Let’s look at a quick example. Assume your advisor is managing $1 million for you. And they charge you 1%, which is the average AUM advisor fee. This means you pay them $10,000 a year for their investment management services. And many of these AUM advisors only manage money. They don’t do things like financial planning, analyze taxes, discuss estate planning, and more. You know, some of the stuff I do with clients.

Now, if that $1 million has grown to $1.8 million over the last five years, you may now be paying your advisor $18,000. Almost double what you were paying them a few years back.

The question I like to ask is – If your portfolio has doubled and the fees you are paying your advisor have doubled, has the service they are providing to you doubled?

MOST ADVISORS WANT TO AVOID THIS CONVERSATION:

  • You – “I pay you 1% on the $200,000 you manage for me, right?”

  • Advisor – “Correct. That 1% is $2,000 annually.”

  • You – “”I am getting ready to retire and you want to manage my $800,000 401k balance at the same 1% fee. This would increase the fee I pay you 5 times from $2,000 to $10,000 annually. Explain to me in detail how you will increase your services 5-fold.”

  • Advisor – …….

Basically, only you can answer whether the services you receive are worth the increasing fees you continue to pay.

Commissions: The Good Ol' "There Is No Cost To You"

 

There is a group of people that feel financial advice should be free.  The financial industry knows this and has created the perfect solution.

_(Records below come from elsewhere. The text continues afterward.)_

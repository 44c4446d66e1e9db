use std::borrow::Cow;

/// A specialized [`StorageError`] enum of this crate.
#[strata_derive::strata_error]
pub enum StorageError {
    #[error("Storage I/O failure{}: {source}", format_context(.context))]
    Io { source: std::io::Error, context: Option<Cow<'static, str>> },

    /// A line that is neither a section header, a comment, nor `key = value`.
    #[error("Malformed settings file {file}, line {line}{}: {message}", format_context(.context))]
    Parse {
        file: Cow<'static, str>,
        line: usize,
        message: Cow<'static, str>,
        context: Option<Cow<'static, str>>,
    },

    #[error("Include cycle detected{}: {message}", format_context(.context))]
    IncludeCycle { message: Cow<'static, str>, context: Option<Cow<'static, str>> },

    #[error("File watcher failure{}: {source}", format_context(.context))]
    Watch { source: notify::Error, context: Option<Cow<'static, str>> },

    #[error("Internal storage error{}: {message}", format_context(.context))]
    Internal { message: Cow<'static, str>, context: Option<Cow<'static, str>> },
}
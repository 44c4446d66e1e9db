use crate::settings::group::SettingsGroup;

/// Published before the action pipeline runs.
#[derive(Debug, Clone, PartialEq, Eq)]
pub struct SettingsInitializing {
    /// Names of the scanned root modules.
    pub roots: Vec<String>,
}

/// Published once settings are loaded and the watcher, if any, is running.
#[derive(Debug, Clone, PartialEq, Eq)]
pub struct SettingsInitialized {
    pub roots: Vec<String>,
}

/// Published after a group's live values changed, outside the registry lock.
#[derive(Debug, Clone)]
pub struct SettingsGroupModified {
    pub group: SettingsGroup,
}
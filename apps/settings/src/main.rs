use clap::Parser;
use strata_settings::{Cli, init_logger, initialize, run};
use strata_storage::watcher;
use tracing::debug;

fn main() -> anyhow::Result<()> {
    let cli = Cli::parse();

    let ctx = initialize(&cli)?;
    let _log = init_logger(&cli, ctx.settings())?;

    let stdout = std::io::stdout();
    let result = run(&cli, &ctx, &mut stdout.lock());

    let stopped = watcher::shutdown();
    debug!(stopped, "File watchers stopped");
    result
}
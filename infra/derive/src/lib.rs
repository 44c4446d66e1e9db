#![allow(unreachable_pub)]
#![allow(clippy::needless_pass_by_value)]

//! # Macros
//!
//! Procedural macros for the strata workspace.
//! Every crate declares its error enum through [`macro@strata_error`] so that
//! errors share one shape: struct-like variants, an optional `source`, and an
//! optional human readable `context` attached on the way up.
//!
//! ## Usage
//! ```toml
//! [dependencies]
//! strata-derive.workspace = true
//! thiserror.workspace = true
//! ```

mod macros;

use proc_macro::TokenStream;
use syn::{DeriveInput, parse_macro_input};

/// Attribute macro for defining crate-level error enums.
///
/// # Features
///
/// * **Automatic Derives**: Injects `#[derive(Debug, thiserror::Error)]` unless already present.
/// * **Context Support**: Generates a companion `<Name>Ext` trait that adds `.context(..)`
///   to `Result<T, Name>` and to `Result<T, Source>` for every wrapped source type.
/// * **Standard Conversions**: Implements `From<Source>` for variants holding a `source` field,
///   so upstream errors flow through `?`.
/// * **Internal Fallback**: Provides `From<&'static str>` and `From<String>` when an
///   `Internal` variant exists.
///
/// # Requirements
///
/// 1. The macro must be applied to an **enum** with named-field variants only.
/// 2. A `context` field, when present, must be `Option<Cow<'static, str>>`.
/// 3. A variant with a `source` (or a field tagged `#[source]`/`#[from]`) must also carry `context`.
///
/// # Example
///
/// ```rust,ignore
/// use std::borrow::Cow;
///
/// #[strata_derive::strata_error]
/// pub enum StorageError {
///     #[error("I/O failure{}: {source}", format_context(.context))]
///     Io { source: std::io::Error, context: Option<Cow<'static, str>> },
///
///     #[error("Internal storage error{}: {message}", format_context(.context))]
///     Internal { message: Cow<'static, str>, context: Option<Cow<'static, str>> },
/// }
///
/// fn read(path: &std::path::Path) -> Result<String, StorageError> {
///     std::fs::read_to_string(path).context(format!("Reading {}", path.display()))
/// }
/// ```
#[proc_macro_attribute]
pub fn strata_error(_args: TokenStream, item: TokenStream) -> TokenStream {
    let input = parse_macro_input!(item as DeriveInput);
    macros::error::expand(input).into()
}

Instead of charging clients directly for financial advice, why not provide access to a financial advisor for "free" as long as that advisor recommend the company's products?

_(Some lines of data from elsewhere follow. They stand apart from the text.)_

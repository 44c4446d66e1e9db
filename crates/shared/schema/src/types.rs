use crate::invalid::Invalid;
use crate::value::Value;
use serde::{Deserialize, Serialize};

/// Semantic type of a schema node.
#[derive(Debug, Clone, Copy, PartialEq, Eq, Hash, Serialize, Deserialize)]
pub enum SchemaType {
    Str,
    Int,
    Float,
    Bool,
}

impl SchemaType {
    #[must_use]
    pub const fn name(self) -> &'static str {
        match self {
            Self::Str => "Str",
            Self::Int => "Int",
            Self::Float => "Float",
            Self::Bool => "Bool",
        }
    }

    /// The value a node of this type falls back to when nothing else is set.
    #[must_use]
    pub fn type_default(self) -> Value {
        match self {
            Self::Str => Value::Str(String::new()),
            Self::Int => Value::Int(0),
            Self::Float => Value::Float(0.0),
            Self::Bool => Value::Bool(false),
        }
    }

    /// Parses the raw string form.
    ///
    /// # Errors
    /// Returns [`Invalid`] when `raw` cannot be read as this type.
    pub fn deserialize(self, raw: &str) -> Result<Value, Invalid> {
        match self {
            Self::Str => Ok(Value::Str(raw.to_owned())),
            Self::Int => raw
                .trim()
                .parse::<i64>()
                .map(Value::Int)
                .map_err(|_| Invalid::new(format!("\"{raw}\" is not a number"))),
            Self::Float => raw
                .trim()
                .parse::<f64>()
                .map(Value::Float)
                .map_err(|_| Invalid::new(format!("\"{raw}\" is not a number"))),
            Self::Bool => parse_bool(raw)
                .map(Value::Bool)
                .ok_or_else(|| Invalid::new(format!("\"{raw}\" is not a boolean"))),
        }
    }

    /// Renders a value of this type into its raw string form.
    ///
    /// # Errors
    /// Returns [`Invalid`] when `value` does not fit this type.
    pub fn serialize(self, value: &Value) -> Result<String, Invalid> {
        self.coerce(value.clone()).map(|v| v.to_string())
    }

    /// Converts `value` into this type, parsing strings and widening integers to floats.
    ///
    /// # Errors
    /// Returns [`Invalid`] when no lossless conversion exists.
    pub fn coerce(self, value: Value) -> Result<Value, Invalid> {
        match (self, value) {
            (Self::Str, Value::Str(s)) => Ok(Value::Str(s)),
            (Self::Int, Value::Int(n)) => Ok(Value::Int(n)),
            (Self::Float, Value::Float(x)) => Ok(Value::Float(x)),
            (Self::Float, Value::Int(n)) => Ok(Value::Float(int_to_float(n))),
            (Self::Bool, Value::Bool(b)) => Ok(Value::Bool(b)),
            (Self::Str, other) => Ok(Value::Str(other.to_string())),
            (kind, Value::Str(s)) => kind.deserialize(&s),
            (kind, other) => {
                Err(Invalid::new(format!("\"{other}\" is not a valid {}", kind.name())))
            },
        }
    }
}

#[allow(clippy::cast_precision_loss)]
const fn int_to_float(n: i64) -> f64 {
    n as f64
}

fn parse_bool(raw: &str) -> Option<bool> {
    match raw.trim().to_ascii_lowercase().as_str() {
        "true" | "yes" | "on" | "1" => Some(true),
        "false" | "no" | "off" | "0" => Some(false),
        _ => None,
    }
}

#[cfg(test)]
mod tests {
    use super::*;

    #[test]
    fn int_parses_and_rejects_garbage() {
        assert_eq!(SchemaType::Int.deserialize(" 40 ").ok(), Some(Value::Int(40)));
        let err = SchemaType::Int.deserialize("vadfw234lue").expect_err("not a number");
        assert_eq!(err.message(), "\"vadfw234lue\" is not a number");
    }

    #[test]
    fn bool_accepts_common_spellings() {
        for raw in ["true", "Yes", "ON", "1"] {
            assert_eq!(SchemaType::Bool.deserialize(raw).ok(), Some(Value::Bool(true)));
        }
        for raw in ["false", "no", "Off", "0"] {
            assert_eq!(SchemaType::Bool.deserialize(raw).ok(), Some(Value::Bool(false)));
        }
        assert!(SchemaType::Bool.deserialize("maybe").is_err());
    }

    #[test]
    fn coerce_widens_and_parses() {
        assert_eq!(SchemaType::Float.coerce(Value::Int(3)).ok(), Some(Value::Float(3.0)));
        assert_eq!(SchemaType::Int.coerce(Value::from("12")).ok(), Some(Value::Int(12)));
        assert_eq!(SchemaType::Str.coerce(Value::Int(12)).ok(), Some(Value::from("12")));
        assert!(SchemaType::Int.coerce(Value::Bool(true)).is_err());
    }

    #[test]
    fn serialize_produces_raw_strings() {
        assert_eq!(SchemaType::Int.serialize(&Value::Int(90)).ok().as_deref(), Some("90"));
        assert_eq!(SchemaType::Bool.serialize(&Value::Bool(true)).ok().as_deref(), Some("true"));
    }
}
use crate::context::Scope;
use crate::error::ConfigError;
use std::fmt;
use std::sync::Arc;

/// Declares a module's actions when the module is loaded.
pub type DeclareFn = Arc<dyn Fn(&Scope<'_>) -> Result<(), ConfigError> + Send + Sync>;

/// A named unit of declarations. A module with children is a package.
///
/// Identity is the dotted name; children are renamed under their parent.
///
/// ```rust
/// use strata_config::Module;
///
/// let app = Module::new("app").child(Module::new("settings").child(Module::new("logging")));
/// let names: Vec<_> = app.descendants().iter().map(|m| m.name().to_owned()).collect();
/// assert_eq!(names, ["app.settings", "app.settings.logging"]);
/// ```
#[derive(Clone)]
pub struct Module {
    name: String,
    declare: Option<DeclareFn>,
    children: Vec<Self>,
}

impl fmt::Debug for Module {
    fn fmt(&self, f: &mut fmt::Formatter<'_>) -> fmt::Result {
        f.debug_struct("Module")
            .field("name", &self.name)
            .field("declares", &self.declare.is_some())
            .field("children", &self.children)
            .finish()
    }
}

impl Module {
    pub fn new(name: impl Into<String>) -> Self {
        Self { name: name.into(), declare: None, children: Vec::new() }
    }

    #[must_use = "Module builders return the updated module"]
    pub fn declare(
        mut self,
        declare: impl Fn(&Scope<'_>) -> Result<(), ConfigError> + Send + Sync + 'static,
    ) -> Self {
        self.declare = Some(Arc::new(declare));
        self
    }

    /// Adds a child module, prefixing its name (and its descendants') with this module's name.
    #[must_use = "Module builders return the updated module"]
    pub fn child(mut self, mut child: Self) -> Self {
        let prefix = format!("{}.", self.name);
        if !child.name.starts_with(&prefix) {
            let renamed = format!("{prefix}{}", child.name);
            child.rename(renamed);
        }
        self.children.push(child);
        self
    }

    fn rename(&mut self, name: String) {
        let old_prefix = format!("{}.", self.name);
        for child in &mut self.children {
            let local = child.name.strip_prefix(&old_prefix).unwrap_or(&child.name).to_owned();
            child.rename(format!("{name}.{local}"));
        }
        self.name = name;
    }

    #[must_use]
    pub fn name(&self) -> &str {
        &self.name
    }

    #[must_use]
    pub fn is_package(&self) -> bool {
        !self.children.is_empty()
    }

    #[must_use]
    pub fn children(&self) -> &[Self] {
        &self.children
    }

    pub(crate) fn declare_fn(&self) -> Option<&DeclareFn> {
        self.declare.as_ref()
    }

    /// Every descendant, depth-first in declaration order, without `self`.
    #[must_use]
    pub fn descendants(&self) -> Vec<&Self> {
        let mut out = Vec::new();
        let mut stack: Vec<&Self> = self.children.iter().rev().collect();
        while let Some(module) = stack.pop() {
            out.push(module);
            stack.extend(module.children.iter().rev());
        }
        out
    }
}
pub mod error;
use crate::error::StorageError;
use crate::loader::{Loader, RawSettingsMap};
use parking_lot::RwLock;
use std::sync::atomic::{AtomicBool, AtomicUsize, Ordering};

/// In-process [`Loader`] backed by two maps.
///
/// Useful for embedding and tests; `save` merges into the value map exactly
/// like a file section would.
#[derive(Debug, Default)]
pub struct MemoryStorage {
    defaults: RwLock<RawSettingsMap>,
    values: RwLock<RawSettingsMap>,
    saves: AtomicUsize,
    closed: AtomicBool,
}

impl MemoryStorage {
    #[must_use]
    pub fn new() -> Self {
        Self::default()
    }

    #[must_use]
    pub fn with_values(defaults: RawSettingsMap, values: RawSettingsMap) -> Self {
        Self { defaults: RwLock::new(defaults), values: RwLock::new(values), ..Self::default() }
    }

    /// Replaces the stored values, as an external writer would.
    pub fn replace_values(&self, values: RawSettingsMap) {
        *self.values.write() = values;
    }

    #[must_use]
    pub fn values(&self) -> RawSettingsMap {
        self.values.read().clone()
    }

    /// Number of successful `save` calls.
    #[must_use]
    pub fn save_count(&self) -> usize {
        self.saves.load(Ordering::SeqCst)
    }

    #[must_use]
    pub fn is_closed(&self) -> bool {
        self.closed.load(Ordering::SeqCst)
    }
}

impl Loader for MemoryStorage {
    fn load(&self) -> Result<RawSettingsMap, StorageError> {
        Ok(self.values.read().clone())
    }

    fn load_defaults(&self) -> Result<RawSettingsMap, StorageError> {
        Ok(self.defaults.read().clone())
    }

    fn save(&self, values: &RawSettingsMap) -> Result<(), StorageError> {
        self.values.write().extend(values.iter().map(|(k, v)| (k.clone(), v.clone())));
        self.saves.fetch_add(1, Ordering::SeqCst);
        Ok(())
    }

    fn close(&self) {
        self.closed.store(true, Ordering::SeqCst);
    }
}
use fxhash::FxHashSet;
use parking_lot::Mutex;
use std::sync::Arc;
use std::sync::atomic::{AtomicUsize, Ordering};
use strata_config::scanner::scan;
use strata_config::{
    AdapterSpec, ConfigContext, ConfigError, ConflictKey, Discriminator, GroupSpec, InitState,
    Module, ScopeKind, SettingsInitialized, SettingsInitializing, SettingsOptions, directives,
};
use strata_schema::{SchemaNode, SchemaType, Value};

fn recording(name: &str, log: &Arc<Mutex<Vec<String>>>) -> Module {
    let log = Arc::clone(log);
    let label = name.to_owned();
    Module::new(name).declare(move |scope| {
        let log = Arc::clone(&log);
        let label = label.clone();
        directives::action(scope, Discriminator::None, move |_| {
            log.lock().push(label.clone());
            Ok(())
        })
    })
}

fn tree(log: &Arc<Mutex<Vec<String>>>) -> Module {
    recording("app", log)
        .child(recording("web", log).child(recording("views", log)))
        .child(recording("jobs", log))
}

#[test]
fn scan_visits_descendants_depth_first_once() {
    let ctx = ConfigContext::new();
    let log = Arc::new(Mutex::new(Vec::new()));
    let root = tree(&log);
    let mut seen = FxHashSet::default();

    let first = scan(&ctx, &root, &mut seen, None).unwrap();
    let again = scan(&ctx, &root, &mut seen, None).unwrap();

    assert_eq!(first.len(), 4);
    assert!(again.is_empty());
    let modules: Vec<&str> = first.iter().map(|a| a.info().module()).collect();
    assert_eq!(modules, ["app", "app.web", "app.web.views", "app.jobs"]);
}

#[test]
fn scan_exclude_skips_module_but_not_root() {
    let ctx = ConfigContext::new();
    let log = Arc::new(Mutex::new(Vec::new()));
    let root = tree(&log);
    let mut seen = FxHashSet::default();
    let keep = |name: &str| name != "app.web" && name != "app";

    let actions = scan(&ctx, &root, &mut seen, Some(&keep)).unwrap();

    let modules: Vec<&str> = actions.iter().map(|a| a.info().module()).collect();
    assert_eq!(modules, ["app", "app.web.views", "app.jobs"]);
    assert!(!ctx.is_loaded("app.web"));
}

#[test]
fn configure_executes_in_declaration_order() {
    let ctx = ConfigContext::new();
    let log = Arc::new(Mutex::new(Vec::new()));

    let executed = ctx.configure(&[tree(&log)]).unwrap();

    assert_eq!(executed, 4);
    assert_eq!(*log.lock(), ["app", "web", "views", "jobs"]);
}

#[test]
fn action_in_class_scope_is_rejected() {
    struct Handler;
    let ctx = ConfigContext::new();
    let module = Module::new("app").declare(|scope| {
        scope.class::<Handler>(|class| directives::action(class, Discriminator::None, |_| Ok(())))
    });

    let err = ctx.configure(&[module]).unwrap_err();
    assert!(matches!(err, ConfigError::Scope { scope: ScopeKind::Class, .. }));
    assert!(!ctx.is_loaded("app"));
}

#[test]
fn settings_directive_requires_module_scope() {
    let ctx = ConfigContext::new();
    let module = Module::new("app").declare(|scope| {
        scope.function("setup", |func| directives::settings(func, GroupSpec::new("g")).map(|_| ()))
    });

    let err = ctx.configure(&[module]).unwrap_err();
    assert!(matches!(err, ConfigError::Scope { scope: ScopeKind::FunctionCall, .. }));
}

#[test]
fn adapter_needs_explicit_capability() {
    let ctx = ConfigContext::new();
    let module = Module::new("app").declare(|scope| directives::adapter(scope, AdapterSpec::new().requires("db"), 1_u32));

    let err = ctx.configure(&[module]).unwrap_err();
    assert!(matches!(err, ConfigError::AmbiguousCapability { .. }));
}

#[test]
fn adapters_and_events_register_on_execution() {
    struct Saved;
    let ctx = ConfigContext::new();
    let module = Module::new("app").declare(|scope| {
        directives::adapter(scope, AdapterSpec::new().requires("db").provides("repo").named("sql"), 7_u32)?;
        scope.class::<Saved>(|class| directives::event(class.doc("Emitted after save"), "Saved", "storage"))
    });

    ctx.configure(&[module]).unwrap();

    let factory = ctx.components().lookup_adapter::<u32>(&["db"], "repo", "sql");
    assert_eq!(factory.as_deref(), Some(&7));
    let descriptor = ctx.catalog().descriptors().into_iter().next().unwrap();
    assert!(descriptor.name.ends_with("Saved"));
    assert_eq!(descriptor.category, "storage");
    assert_eq!(descriptor.description, "Emitted after save");
}

#[test]
fn subscriber_receives_published_events() {
    #[derive(Debug)]
    struct Ping(u32);

    let ctx = ConfigContext::new();
    let total = Arc::new(AtomicUsize::new(0));
    let sink = Arc::clone(&total);
    let module = Module::new("app").declare(move |scope| {
        let sink = Arc::clone(&sink);
        directives::subscriber::<Ping>(scope, "count", move |ping| {
            sink.fetch_add(ping.0 as usize, Ordering::SeqCst);
        })
    });

    ctx.configure(&[module]).unwrap();
    ctx.events().publish(Ping(3)).unwrap();

    assert_eq!(total.load(Ordering::SeqCst), 3);
}

#[test]
fn same_key_in_one_file_is_a_conflict() {
    let ctx = ConfigContext::new();
    let module = Module::new("app").declare(|scope| {
        directives::action(scope, ConflictKey::from(["slot"]), |_| Ok(()))?;
        directives::action(scope, ConflictKey::from(["slot"]), |_| Ok(()))
    });

    let err = ctx.configure(&[module]).unwrap_err();
    let ConfigError::Conflict { report, .. } = err else {
        panic!("expected a conflict");
    };
    let locations = report.locations(&ConflictKey::from(["slot"])).unwrap();
    assert_eq!(locations.len(), 2);
    assert!(locations[0].file().ends_with("pipeline.rs"));
}

#[test]
fn failing_action_reports_its_key() {
    let ctx = ConfigContext::new();
    let ran_after = Arc::new(AtomicUsize::new(0));
    let after = Arc::clone(&ran_after);
    let module = Module::new("app").declare(move |scope| {
        directives::action(scope, ConflictKey::from(["broken"]), |_| Err(ConfigError::from("boom")))?;
        let after = Arc::clone(&after);
        directives::action(scope, ConflictKey::from(["later"]), move |_| {
            after.fetch_add(1, Ordering::SeqCst);
            Ok(())
        })
    });

    let err = ctx.configure(&[module]).unwrap_err();
    assert!(matches!(&err, ConfigError::ActionFailed { key, .. } if key == "(broken)"));
    assert_eq!(ran_after.load(Ordering::SeqCst), 0);
}

#[test]
fn initialize_runs_once_and_publishes_lifecycle_events() {
    let ctx = ConfigContext::new();
    let seen = Arc::new(Mutex::new(Vec::new()));
    let on_start = Arc::clone(&seen);
    let on_done = Arc::clone(&seen);
    ctx.events().on::<SettingsInitializing>(move |e| on_start.lock().push(format!("start {:?}", e.roots)));
    ctx.events().on::<SettingsInitialized>(move |e| on_done.lock().push(format!("done {:?}", e.roots)));

    let app = Module::new("app").declare(|scope| {
        directives::settings(
            scope,
            GroupSpec::new("server").node(SchemaNode::new("port", SchemaType::Int).default(80)),
        )
        .map(|_| ())
    });
    let options = SettingsOptions { overrides: [("server.port".to_owned(), "8080".to_owned())].into(), ..Default::default() };

    ctx.initialize(&[app], &options).unwrap();

    assert_eq!(ctx.state(), InitState::Initialized);
    assert_eq!(*seen.lock(), ["start [\"app\"]", "done [\"app\"]"]);
    let server = ctx.settings().group("server").unwrap();
    assert_eq!(server.get("port").unwrap(), Value::Int(8080));

    let err = ctx.initialize(&[], &options).unwrap_err();
    assert!(matches!(err, ConfigError::AlreadyInitialized { .. }));
}

#[test]
fn failed_initialize_can_be_retried() {
    let ctx = ConfigContext::new();
    let broken = Module::new("broken").declare(|scope| {
        directives::action(scope, ConflictKey::from(["x"]), |_| Err(ConfigError::from("nope")))
    });

    assert!(ctx.initialize(&[broken], &SettingsOptions::default()).is_err());
    assert_eq!(ctx.state(), InitState::Uninitialized);

    ctx.initialize(&[Module::new("fine")], &SettingsOptions::default()).unwrap();
    assert_eq!(ctx.state(), InitState::Initialized);
}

Bingo.  The creation of "free" financial advice.

Commission-Based Advice

Here is how it works.  

At the end of the day, the commissioned financial advisor gets paid by selling company products.  Whatever your issue is, the advice you will receive will be heavily geared towards buying a certain product.

Here are the most common products that involve commissions:

  • fixed annuities

  • variable annuities

  • index annuities

  • universal life insurance

  • whole life insurance

  • variable life insurance

  • mutual funds

Pretty much anything with the word "annuity" or "insurance" in it.  These products, by themselves, are not bad at all.  But used in the wrong manner, and it could lead to disastrous results.

HOW IT IS "FREE"

Surrender Charges:

Company's are able to pay financial advisors a commission as in exchange, they put restrictions on the money you are giving them.  These restrictions are called "surrender charges." Surrender charges are the length of time the company gets to keep your money.  Usually based in years, the surrender charge is labeled as such that you are accessed a penalty if you want to withdraw your money early.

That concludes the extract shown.